Most likely, you'll need .NET Reflector to track down performance problems and bugs. It is great for browsing classes, and maintaining, or becoming familiar with, code bases. Some of its features include:

  • An Analyzer option, which can be used to find assembly dependencies, and even windows DLL dependencies.
  • A call tree and inheritance-browser, which will pick up documentation or comments, stored in the xml files that are used to drive Intellisense inside Visual Studio. It will then display this information alongside the associated assemblies.
  • Ability to cross-navigate related documentation (xmldoc), searching for specific types, members and references.
  • Ability to convert your source between languages, such as C# and VB!

All sorts of questions crop up during development that can be answered with .NET Reflector:

  • What line of code is producing that error message?
  • What uses a particular piece of code, and what code does it, in turn, use?
  • How does a class, method, or entire assembly fit into your application?
  • What are the differences between two versions of the same assembly?
  • What features of the API of some legacy code can you use?
  • How do the various parts of your system interact with each other?

When you're working on a large team-based project, .NET Reflector is often the quickest way of getting a clear insight into how the application is working and where the bugs and weaknesses are. There is a great difference between knowing the public interface of a module and actually seeing what the code does.

Once .NET Reflector is combined with add-ins, it can become a tool to facilitate testing and make team-working more effective. There have been many occasions when .NET Reflector has assisted in the recovery of source code after it has been lost.

What is in a .NET Assembly?

Essentially, .NET Reflector allows you to 'see' what is in a .NET assembly.

A .NET language compiler will produce binary CIL (MSIL) code, and any resources that are required, in a file called an 'assembly'. The binary CIL code is written for a theoretical stack-based processor, to make it easy to run assemblies securely on different processors, in any environment supporting the .NET framework.

Then, a just-in-time (JIT) compiler will compile this abstracted, language-independent binary code, and optimise it into actual machine 'native' code for the target processor, and compile all the resources used. The .NET Common Language Runtime (CLR) supplies at least one JIT compiler for every NET-supported computer architecture, so the same set of CIL can be JIT-compiled and run on different architectures.
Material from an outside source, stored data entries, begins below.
/// Mock device for unit tests (no GPU required)
///
/// Every backend call made by a `Shader` is recorded as a string in a command
/// log shared by the device and all programs it creates, so tests can assert
/// on the exact sequence of activations, uploads, bindings and draws.

use std::any::Any;
use std::sync::{Arc, Mutex};
use crate::backend::{
    Backend, Binding, BufferResource, BufferView, DeclaredParameter, Device, Program,
    ProgramDesc, ProgramReflection, RenderPass, Texture,
};
use crate::config::Config;
use crate::error::Result;
use crate::shader::{BlendMode, BufferType, PrimitiveType};
use crate::types::VariableType;
use crate::prism_bail;

pub type CommandLog = Arc<Mutex<Vec<String>>>;

fn record(commands: &CommandLog, command: String) {
    if let Ok(mut log) = commands.lock() {
        log.push(command);
    }
}

// ============================================================================
// Mock BufferResource
// ============================================================================

#[derive(Debug)]
pub struct MockBufferResource {
    pub name: String,
    pub size: usize,
}

impl BufferResource for MockBufferResource {
    fn size(&self) -> usize {
        self.size
    }

    fn as_any(&self) -> &dyn Any {
        self
    }
}

/// Resource no mock program created, for the downcast failure path
#[derive(Debug)]
pub struct ForeignBufferResource;

impl BufferResource for ForeignBufferResource {
    fn size(&self) -> usize {
        0
    }

    fn as_any(&self) -> &dyn Any {
        self
    }
}

// ============================================================================
// Mock Texture / RenderPass
// ============================================================================

#[derive(Debug)]
pub struct MockTexture {
    pub label: String,
    pub width: u32,
    pub height: u32,
}

impl MockTexture {
    pub fn new(label: &str, width: u32, height: u32) -> Self {
        Self { label: label.to_string(), width, height }
    }
}

impl Texture for MockTexture {
    fn size(&self) -> (u32, u32) {
        (self.width, self.height)
    }

    fn as_any(&self) -> &dyn Any {
        self
    }
}

#[derive(Debug, Default)]
pub struct MockRenderPass;

impl RenderPass for MockRenderPass {
    fn as_any(&self) -> &dyn Any {
        self
    }
}

// ============================================================================
// Mock Device
// ============================================================================

pub struct MockDevice {
    pub config: Config,
    pub reflection: ProgramReflection,
    pub commands: CommandLog,
    pub compile_error: Option<String>,
}

impl MockDevice {
    pub fn new(reflection: ProgramReflection) -> Self {
        Self {
            config: Config::default().with_label("mock"),
            reflection,
            commands: Arc::new(Mutex::new(Vec::new())),
            compile_error: None,
        }
    }

    pub fn with_config(mut self, config: Config) -> Self {
        self.config = config;
        self
    }

    /// Device whose programs never compile
    pub fn failing(message: &str) -> Self {
        let mut device = Self::new(ProgramReflection::new());
        device.compile_error = Some(message.to_string());
        device
    }

    pub fn commands(&self) -> Vec<String> {
        self.commands.lock().map(|log| log.clone()).unwrap_or_default()
    }

    pub fn clear_commands(&self) {
        if let Ok(mut log) = self.commands.lock() {
            log.clear();
        }
    }
}

impl Device for MockDevice {
    fn backend(&self) -> Backend {
        Backend::OpenGl
    }

    fn config(&self) -> &Config {
        &self.config
    }

    fn create_program(
        &self,
        render_pass: &Arc<dyn RenderPass>,
        desc: &ProgramDesc<'_>,
    ) -> Result<Box<dyn Program>> {
        if render_pass.as_any().downcast_ref::<MockRenderPass>().is_none() {
            prism_bail!("prism::mock", InvalidResource, "render pass was not created by the mock backend");
        }
        if let Some(message) = &self.compile_error {
            prism_bail!("prism::mock", CompilationFailed, "{}: {}", desc.name, message);
        }
        if desc.vertex_source.trim().is_empty() || desc.fragment_source.trim().is_empty() {
            prism_bail!("prism::mock", CompilationFailed, "{}: empty shader source", desc.name);
        }
        record(&self.commands, format!("create_program({})", desc.name));
        Ok(Box::new(MockProgram {
            reflection: self.reflection.clone(),
            commands: self.commands.clone(),
            active: false,
        }))
    }
}

// ============================================================================
// Mock Program
// ============================================================================

pub struct MockProgram {
    reflection: ProgramReflection,
    commands: CommandLog,
    active: bool,
}

impl MockProgram {
    pub fn is_active(&self) -> bool {
        self.active
    }

    fn resource<'r>(resource: &'r dyn BufferResource) -> Result<&'r MockBufferResource> {
        match resource.as_any().downcast_ref::<MockBufferResource>() {
            Some(resource) => Ok(resource),
            None => prism_bail!("prism::mock", InvalidResource, "buffer was not created by the mock backend"),
        }
    }
}

impl Program for MockProgram {
    fn reflection(&self) -> &ProgramReflection {
        &self.reflection
    }

    fn activate(&mut self, blend_mode: BlendMode) -> Result<()> {
        self.active = true;
        record(&self.commands, format!("activate({:?})", blend_mode));
        Ok(())
    }

    fn allocate(&mut self, view: &BufferView<'_>) -> Result<Box<dyn BufferResource>> {
        record(&self.commands, format!("allocate({}, {})", view.binding.name, view.bytes.len()));
        Ok(Box::new(MockBufferResource {
            name: view.binding.name.to_string(),
            size: view.bytes.len(),
        }))
    }

    fn update(&mut self, resource: &dyn BufferResource, view: &BufferView<'_>) -> Result<()> {
        let resource = Self::resource(resource)?;
        record(&self.commands, format!("update({}, {})", resource.name, view.bytes.len()));
        Ok(())
    }

    fn bind(&mut self, view: &BufferView<'_>, resource: &dyn BufferResource, dirty: bool) -> Result<()> {
        Self::resource(resource)?;
        record(&self.commands, format!("bind({}, {}, dirty={})", view.binding.name, view.binding.index, dirty));
        Ok(())
    }

    fn bind_texture(&mut self, binding: Binding<'_>, texture: &dyn Texture) -> Result<()> {
        let Some(texture) = texture.as_any().downcast_ref::<MockTexture>() else {
            prism_bail!("prism::mock", InvalidResource, "texture was not created by the mock backend");
        };
        record(&self.commands, format!("bind_texture({}, {}, {})", binding.name, binding.index, texture.label));
        Ok(())
    }

    fn draw(
        &mut self,
        primitive: PrimitiveType,
        offset: usize,
        count: usize,
        indices: Option<&dyn BufferResource>,
    ) -> Result<()> {
        if !self.active {
            prism_bail!("prism::mock", BackendError, "draw outside of an active pass");
        }
        if let Some(indices) = indices {
            Self::resource(indices)?;
        }
        record(&self.commands, format!(
            "draw({:?}, {}, {}, indexed={})",
            primitive, offset, count, indices.is_some()
        ));
        Ok(())
    }

    fn deactivate(&mut self) -> Result<()> {
        self.active = false;
        record(&self.commands, "deactivate".to_string());
        Ok(())
    }

    fn as_any(&self) -> &dyn Any {
        self
    }
}

// ============================================================================
// Reflection helpers
// ============================================================================

pub fn parameter(
    name: &str,
    buffer_type: BufferType,
    index: u32,
    expected: Option<(VariableType, usize)>,
) -> DeclaredParameter {
    DeclaredParameter {
        name: name.to_string(),
        buffer_type,
        index,
        stages: buffer_type.stages(),
        expected,
    }
}

/// Interface of a textured, transformed quad shader:
/// `position` (vec3 attribute), `mvp` (mat4 uniform), `image` (fragment texture)
/// and its `image_sampler`
pub fn quad_reflection() -> ProgramReflection {
    let mut reflection = ProgramReflection::new();
    reflection.push(parameter("position", BufferType::VertexBuffer, 0, Some((VariableType::Float32, 3))));
    reflection.push(parameter("mvp", BufferType::UniformBuffer, 1, Some((VariableType::Float32, 16))));
    reflection.push(parameter("image", BufferType::FragmentTexture, 0, None));
    reflection.push(parameter("image_sampler", BufferType::FragmentSampler, 0, None));
    reflection
}

/// Interface with a single vec2 attribute, nothing else
pub fn position_only_reflection() -> ProgramReflection {
    let mut reflection = ProgramReflection::new();
    reflection.push(parameter("position", BufferType::VertexBuffer, 0, Some((VariableType::Float32, 2))));
    reflection
}

#[cfg(test)]
#[path = "mock_device_tests.rs"]
mod tests;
The CIL includes instructions for loading, storing, initializing, and calling methods on objects, as well as instructions for arithmetic and logical operations, control flow, direct memory access, exception handling, and other operations. It is designed to support polymorphism, inheritance, abstract types, and so on. When a high level language, such as C#, compiles code, it converts it to CIL. The process is reversible but because it is possible for two different high-level syntaxes to produce the same CIL, it may not be exactly the same as the original code.

As well as producing CIL, a .NET compiler will also produce metadata. This will contain everything needed for runtime, sufficient for the code to describe itself during execution without needing type libraries or the Interface Definition Language (IDL), and allowing JIT compilation, linking and introspection to work.

All the classes and class members that are defined in the assembly, as well as the external classes and class members called from the assembly, are described in the metadata, as are all the class methods. This includes details of its parameters, the return type, and the assembly in which it belongs. When the CLR executes CIL, it checks that the metadata of the called method matches that of the calling method. This metadata is used by the process of reflection, and is read by ..NET Reflector.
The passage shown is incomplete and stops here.